Au km 696, nous avons enfin atteint la ville éternelle. Et pourtant même avec un GPS, ça relève parfois un peu du prodige, puisqu’il fallait deviner la possibilité d’emprunter un passage souterrain dans une gare de la banlieue romaine pour traverser un plat de nouilles constitué par un échangeur routier doublé d’un nœud de voies ferrées ! Quand les ingénieurs routiers et ferroviaires s’en mêlent, l’écheveau est parfois dur à démêler…

Mais une fois ce casse-tête résolu grâce à un romain d’adoption, venu de sa lointaine Afrique, nous avons pu pénétrer au cœur de la ville par une piste cyclable longeant les rives du Tibre sans presque rencontrer une seule voiture.

La ville que nous ne faisons qu’entrevoir me fait une forte impression tant la trace de son passé antique est prégnante. Au cours de mes voyages passés sur le pourtour du bassin méditerranéen, jamais je n’ai vu parmi les monuments du monde romain un tel gigantisme. Quelle civilisation !

Mais avant d’arriver à Rome, nous avons pu nous imprégner de ces paysages et de ces villes où le talent des bâtisseurs italiens s’expose un peu partout.

L’ambiance de cette randonnée est très changeante, tantôt nous roulons facilement dans des zones très apaisées comme sur la côte ligure en parcourant une piste cyclable construite en bordure de mer à l’emplacement d’une ancienne voie ferrée désaffectée.

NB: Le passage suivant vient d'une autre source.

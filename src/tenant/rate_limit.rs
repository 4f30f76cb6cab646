//! Per-key request rate limiting.
//!
//! Primary path: a minute-bucketed counter in the KV store, shared by
//! every process. When the KV store is unavailable the limiter falls back
//! to an in-process sliding window; fallback state is LRU-bounded
//! (capacity 1000, entries expire after an hour) so an abusive key churn
//! cannot grow server memory.

use chrono::Utc;
use moka::sync::Cache;
use std::collections::VecDeque;
use std::sync::{Arc, Mutex};
use std::time::{Duration, Instant};
use tracing::debug;
use uuid::Uuid;

use crate::cache::KvCache;

/// Fallback table capacity.
const FALLBACK_CAPACITY: u64 = 1000;
/// Fallback entry lifetime.
const FALLBACK_TTL: Duration = Duration::from_secs(3600);
/// Window length.
const WINDOW: Duration = Duration::from_secs(60);

/// Outcome of a rate check, carrying everything the response headers need.
#[derive(Debug, Clone, Copy)]
pub struct RateDecision {
    pub allowed: bool,
    pub limit: u32,
    pub remaining: u32,
    /// Unix seconds when the window resets
    pub reset_at: i64,
    /// Seconds the caller should wait when rejected
    pub retry_after_secs: u64,
}

type WindowLog = Arc<Mutex<VecDeque<Instant>>>;

/// Sliding-minute limiter keyed by API key id.
pub struct KeyRateLimiter {
    kv: KvCache,
    fallback: Cache<Uuid, WindowLog>,
}

impl KeyRateLimiter {
    pub fn new(kv: KvCache) -> Self {
        Self {
            kv,
            fallback: Cache::builder()
                .max_capacity(FALLBACK_CAPACITY)
                .time_to_live(FALLBACK_TTL)
                .build(),
        }
    }

    /// Check and count one request for `key_id` under `limit` per minute.
    pub async fn check(&self, key_id: Uuid, limit: u32) -> RateDecision {
        let now = Utc::now().timestamp();
        let minute = now.div_euclid(60);
        let reset_at = (minute + 1) * 60;

        let kv_key = format!("rate:{}:{}", key_id, minute);
        // Bucket TTL outlives the window so a slow reader still sees it.
        if let Some(count) = self.kv.incr_with_expiry(&kv_key, WINDOW * 2).await {
            let count = count.max(0) as u32;
            if count > limit {
                return RateDecision {
                    allowed: false,
                    limit,
                    remaining: 0,
                    reset_at,
                    retry_after_secs: (reset_at - now).max(1) as u64,
                };
            }
            return RateDecision {
                allowed: true,
                limit,
                remaining: limit - count,
                reset_at,
                retry_after_secs: 0,
            };
        }

        debug!(key_id = %key_id, "KV store unavailable, using in-process rate window");
        self.check_fallback(key_id, limit, reset_at, now)
    }

    fn check_fallback(&self, key_id: Uuid, limit: u32, reset_at: i64, now: i64) -> RateDecision {
        let log = self
            .fallback
            .get_with(key_id, || Arc::new(Mutex::new(VecDeque::new())));
        let mut window = log.lock().expect("rate window lock poisoned");

        let horizon = Instant::now() - WINDOW;
        while window.front().is_some_and(|t| *t < horizon) {
            window.pop_front();
        }

        if window.len() >= limit as usize {
            let retry_after = window
                .front()
                .map(|oldest| WINDOW.saturating_sub(oldest.elapsed()).as_secs().max(1))
                .unwrap_or(1);
            return RateDecision {
                allowed: false,
                limit,
                remaining: 0,
                reset_at,
                retry_after_secs: retry_after,
            };
        }

        window.push_back(Instant::now());
        RateDecision {
            allowed: true,
            limit,
            remaining: limit - window.len() as u32,
            reset_at: now + WINDOW.as_secs() as i64,
            retry_after_secs: 0,
        }
    }
}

À d’autres moments alors que nous peinons dans l’ascension du col de Braco, qui ouvre l’accès à la Toscane, nous pouvons goûter, malgré l’effort, à la quiétude de paysages sylvestres. Parfois, nous nous retrouvons dans un enfer automobile qui met nos nerfs à vif et nous épuise plus que l’effort physique. Dans de nombreux endroits nous devons rouler dans de longs tunnels. Heureusement ces moments stressants qui réclament une vigilance accrue sont rares et compensés par toute la beauté des paysages environnants.

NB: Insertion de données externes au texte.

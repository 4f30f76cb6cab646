//! Proximity-based risk scoring.
//!
//! Independent checks accumulate into one 0-100 score: sanction and mixer
//! proximity over a bounded forward BFS, peel-chain and velocity patterns
//! over the address's outbound transfers, and circular flows from the
//! graph engine. A direct sanction hit short-circuits to 100.

use anyhow::Result;
use chrono::{DateTime, Utc};
use moka::future::Cache;
use std::collections::HashSet;
use std::sync::Arc;
use std::time::Duration;
use tracing::{debug, warn};

use crate::entities::EntityRegistry;
use crate::graph::FlowGraphEngine;
use crate::storage::models::{EntityKind, FlagSeverity, RiskFlag, RiskLevel};
use crate::storage::Store;
use crate::upstream::{Transfer, TransferSource};

/// Assessment cache lifetime.
const ASSESSMENT_TTL: Duration = Duration::from_secs(600);
/// Proximity BFS depth.
const PROXIMITY_DEPTH: usize = 2;
/// Proximity BFS fan-out per node.
const PROXIMITY_FANOUT: usize = 10;
/// Transfers fetched per address for the behavioral checks.
const BEHAVIOR_FETCH: usize = 200;

/// Peel-chain ratio band.
const PEEL_RATIO_MIN: f64 = 0.85;
const PEEL_RATIO_MAX: f64 = 0.95;
/// Consecutive qualifying hops required.
const PEEL_MIN_CHAIN: usize = 3;
/// Outbound transfers per hour marking abnormal velocity.
const VELOCITY_PER_HOUR: usize = 100;

/// Check weights.
const WEIGHT_SANCTIONED_PROXIMITY: u32 = 50;
const WEIGHT_MIXER_PROXIMITY: u32 = 40;
const WEIGHT_PEEL_CHAIN: u32 = 35;
const WEIGHT_CIRCULAR_FLOW: u32 = 25;
const WEIGHT_VELOCITY: u32 = 20;

/// Outcome of one address assessment.
#[derive(Debug, Clone, serde::Serialize)]
pub struct RiskAssessment {
    pub address: String,
    pub risk_score: u8,
    pub risk_level: RiskLevel,
    pub flags: Vec<RiskFlag>,
    pub last_assessed: DateTime<Utc>,
}

/// Risk scoring engine. Shares the upstream, registry and graph engine
/// with the rest of the service.
pub struct RiskEngine {
    source: Arc<dyn TransferSource>,
    registry: Arc<EntityRegistry>,
    graph: Arc<FlowGraphEngine>,
    store: Arc<dyn Store>,
    cache: Cache<String, RiskAssessment>,
}

impl RiskEngine {
    pub fn new(
        source: Arc<dyn TransferSource>,
        registry: Arc<EntityRegistry>,
        graph: Arc<FlowGraphEngine>,
        store: Arc<dyn Store>,
    ) -> Self {
        Self {
            source,
            registry,
            graph,
            store,
            cache: Cache::builder()
                .max_capacity(10_000)
                .time_to_live(ASSESSMENT_TTL)
                .build(),
        }
    }

    /// Assess an address relative to a token. Cached for ten minutes.
    pub async fn assess(&self, address: &str, token_mint: &str) -> Result<RiskAssessment> {
        let cache_key = format!("{}:{}", address, token_mint);
        if let Some(cached) = self.cache.get(&cache_key).await {
            return Ok(cached);
        }

        let assessment = self.assess_uncached(address, token_mint).await?;

        // Cache the outcome on the entity row plus a flag history.
        if let Err(e) = self
            .store
            .update_entity_risk(address, assessment.risk_score, assessment.risk_level)
            .await
        {
            warn!(address = %address, error = %e, "entity risk persistence failed");
        }
        if !assessment.flags.is_empty() {
            if let Err(e) = self
                .store
                .insert_risk_flags(address, &assessment.flags, assessment.last_assessed)
                .await
            {
                warn!(address = %address, error = %e, "risk flag persistence failed");
            }
        }

        self.cache.insert(cache_key, assessment.clone()).await;
        Ok(assessment)
    }

    async fn assess_uncached(&self, address: &str, token_mint: &str) -> Result<RiskAssessment> {
        let sanctioned = self.registry.addresses_of_kind(EntityKind::Sanctioned).await?;
        let mixers = self.registry.addresses_of_kind(EntityKind::Mixer).await?;

        // Direct sanction hit short-circuits everything else.
        if sanctioned.contains(address) {
            let flags = vec![RiskFlag {
                flag_type: "sanctioned_direct".into(),
                severity: FlagSeverity::Critical,
                description: "address appears on the sanction list".into(),
                details: serde_json::json!({ "address": address }),
            }];
            return Ok(RiskAssessment {
                address: address.to_string(),
                risk_score: 100,
                risk_level: RiskLevel::Critical,
                flags,
                last_assessed: Utc::now(),
            });
        }

        let mut score: u32 = 0;
        let mut flags: Vec<RiskFlag> = Vec::new();

        let reachable = self.proximity_set(address, token_mint).await?;

        if let Some(hit) = reachable.iter().find(|a| sanctioned.contains(*a)) {
            score += WEIGHT_SANCTIONED_PROXIMITY;
            flags.push(RiskFlag {
                flag_type: "sanctioned_proximity".into(),
                severity: FlagSeverity::Critical,
                description: format!("sanctioned address within {} hops", PROXIMITY_DEPTH),
                details: serde_json::json!({ "matched": hit, "max_hops": PROXIMITY_DEPTH }),
            });
        }
        if let Some(hit) = reachable.iter().find(|a| mixers.contains(*a)) {
            score += WEIGHT_MIXER_PROXIMITY;
            flags.push(RiskFlag {
                flag_type: "mixer_proximity".into(),
                severity: FlagSeverity::Critical,
                description: format!("mixer within {} hops", PROXIMITY_DEPTH),
                details: serde_json::json!({ "matched": hit, "max_hops": PROXIMITY_DEPTH }),
            });
        }

        let transfers = self
            .source
            .token_transfers(address, token_mint, BEHAVIOR_FETCH)
            .await?;
        let mut outbound: Vec<&Transfer> = transfers
            .iter()
            .filter(|t| t.from_address == address)
            .collect();
        outbound.sort_by_key(|t| t.block_time);

        let peel = longest_peel_chain(&outbound);
        if peel >= PEEL_MIN_CHAIN {
            score += WEIGHT_PEEL_CHAIN;
            flags.push(RiskFlag {
                flag_type: "peel_chain".into(),
                severity: FlagSeverity::Critical,
                description: "successive outbound transfers peel a near-constant share".into(),
                details: serde_json::json!({ "chain_length": peel }),
            });
        }

        let cycles = self.graph.detect_circular_flows(address, token_mint).await?;
        if let Some(cycle) = cycles.first() {
            score += WEIGHT_CIRCULAR_FLOW;
            flags.push(RiskFlag {
                flag_type: "circular_flow".into(),
                severity: FlagSeverity::Warning,
                description: "funds return to the origin through a cycle".into(),
                details: serde_json::json!({
                    "addresses": cycle.addresses,
                    "cycle_count": cycle.cycle_count,
                }),
            });
        }

        let velocity = peak_hourly_outbound(&outbound);
        if velocity > VELOCITY_PER_HOUR {
            score += WEIGHT_VELOCITY;
            flags.push(RiskFlag {
                flag_type: "high_velocity".into(),
                severity: FlagSeverity::Warning,
                description: "abnormal outbound transfer rate".into(),
                details: serde_json::json!({ "transfers_per_hour": velocity }),
            });
        }

        let risk_score = score.min(100) as u8;
        debug!(address = %address, score = risk_score, flags = flags.len(), "risk assessed");
        Ok(RiskAssessment {
            address: address.to_string(),
            risk_score,
            risk_level: RiskLevel::from_score(risk_score),
            flags,
            last_assessed: Utc::now(),
        })
    }

    /// Addresses reachable from `address` within the proximity depth,
    /// following outbound transfers with a bounded fan-out per node.
    async fn proximity_set(&self, address: &str, token_mint: &str) -> Result<HashSet<String>> {
        let mut reachable: HashSet<String> = HashSet::new();
        let mut frontier: Vec<String> = vec![address.to_string()];

        for _ in 0..PROXIMITY_DEPTH {
            let mut next_frontier = Vec::new();
            for node in &frontier {
                let transfers = self
                    .source
                    .token_transfers(node, token_mint, PROXIMITY_FANOUT * 4)
                    .await?;
                let mut fanout = 0usize;
                for t in transfers.iter().filter(|t| &t.from_address == node) {
                    if fanout >= PROXIMITY_FANOUT {
                        break;
                    }
                    let dest = t.to_address.clone();
                    if dest.is_empty() || dest == address {
                        continue;
                    }
                    if reachable.insert(dest.clone()) {
                        next_frontier.push(dest);
                        fanout += 1;
                    }
                }
            }
            frontier = next_frontier;
            if frontier.is_empty() {
                break;
            }
        }
        Ok(reachable)
    }
}

/// Longest run of consecutive outbound transfers whose amount ratio to
/// the previous transfer falls in the peel band.
fn longest_peel_chain(outbound: &[&Transfer]) -> usize {
    let mut longest = 0usize;
    let mut run = 0usize;
    for pair in outbound.windows(2) {
        let prev = pair[0].amount;
        let curr = pair[1].amount;
        if prev == 0 {
            run = 0;
            continue;
        }
        let ratio = curr as f64 / prev as f64;
        if (PEEL_RATIO_MIN..=PEEL_RATIO_MAX).contains(&ratio) {
            run += 1;
            longest = longest.max(run);
        } else {
            run = 0;
        }
    }
    longest
}

/// Peak number of outbound transfers in any clock hour.
fn peak_hourly_outbound(outbound: &[&Transfer]) -> usize {
    let mut buckets: std::collections::HashMap<i64, usize> = std::collections::HashMap::new();
    for t in outbound {
        *buckets.entry(t.block_time.div_euclid(3600)).or_default() += 1;
    }
    buckets.values().copied().max().unwrap_or(0)
}

#[cfg(test)]
mod tests {
    use super::*;
    use crate::upstream::types::TxType;

    fn transfer(from: &str, to: &str, amount: u128, block_time: i64) -> Transfer {
        Transfer {
            signature: format!("sig-{}-{}-{}", from, to, block_time),
            from_address: from.into(),
            to_address: to.into(),
            token_mint: "Mint".into(),
            amount,
            decimals: 6,
            instruction_index: 0,
            block_time,
            tx_type: TxType::Transfer,
            swap_direction: None,
            swap_info: None,
        }
    }

    #[test]
    fn peel_chain_detects_descending_run() {
        let transfers = vec![
            transfer("x", "a", 1000, 100),
            transfer("x", "b", 920, 200),
            transfer("x", "c", 850, 300),
            transfer("x", "d", 780, 400),
        ];
        let outbound: Vec<&Transfer> = transfers.iter().collect();
        assert_eq!(longest_peel_chain(&outbound), 3);
    }

    #[test]
    fn peel_chain_run_breaks_on_out_of_band_ratio() {
        let transfers = vec![
            transfer("x", "a", 1000, 100),
            transfer("x", "b", 920, 200),
            // ratio 0.5 breaks the run
            transfer("x", "c", 460, 300),
            transfer("x", "d", 420, 400),
        ];
        let outbound: Vec<&Transfer> = transfers.iter().collect();
        assert_eq!(longest_peel_chain(&outbound), 1);
    }

    #[test]
    fn velocity_peaks_per_clock_hour() {
        let mut transfers = Vec::new();
        for i in 0..150 {
            transfers.push(transfer("x", "y", 10, 7200 + i));
        }
        for i in 0..20 {
            transfers.push(transfer("x", "y", 10, 90_000 + i));
        }
        let outbound: Vec<&Transfer> = transfers.iter().collect();
        assert_eq!(peak_hourly_outbound(&outbound), 150);
    }
}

Si l’allure imposée par le relief toujours très chahuté est souvent propice pour contempler les paysages, le rythme de notre chevauchée ne nous laisse en revanche guère le temps de la découverte des villes et villages que nous traversons. Il me semble que cette Eurodiagonale me laissera un sentiment de très grande frustration tant j’ai l’impression que l’essentiel de l’Italie nous échappe…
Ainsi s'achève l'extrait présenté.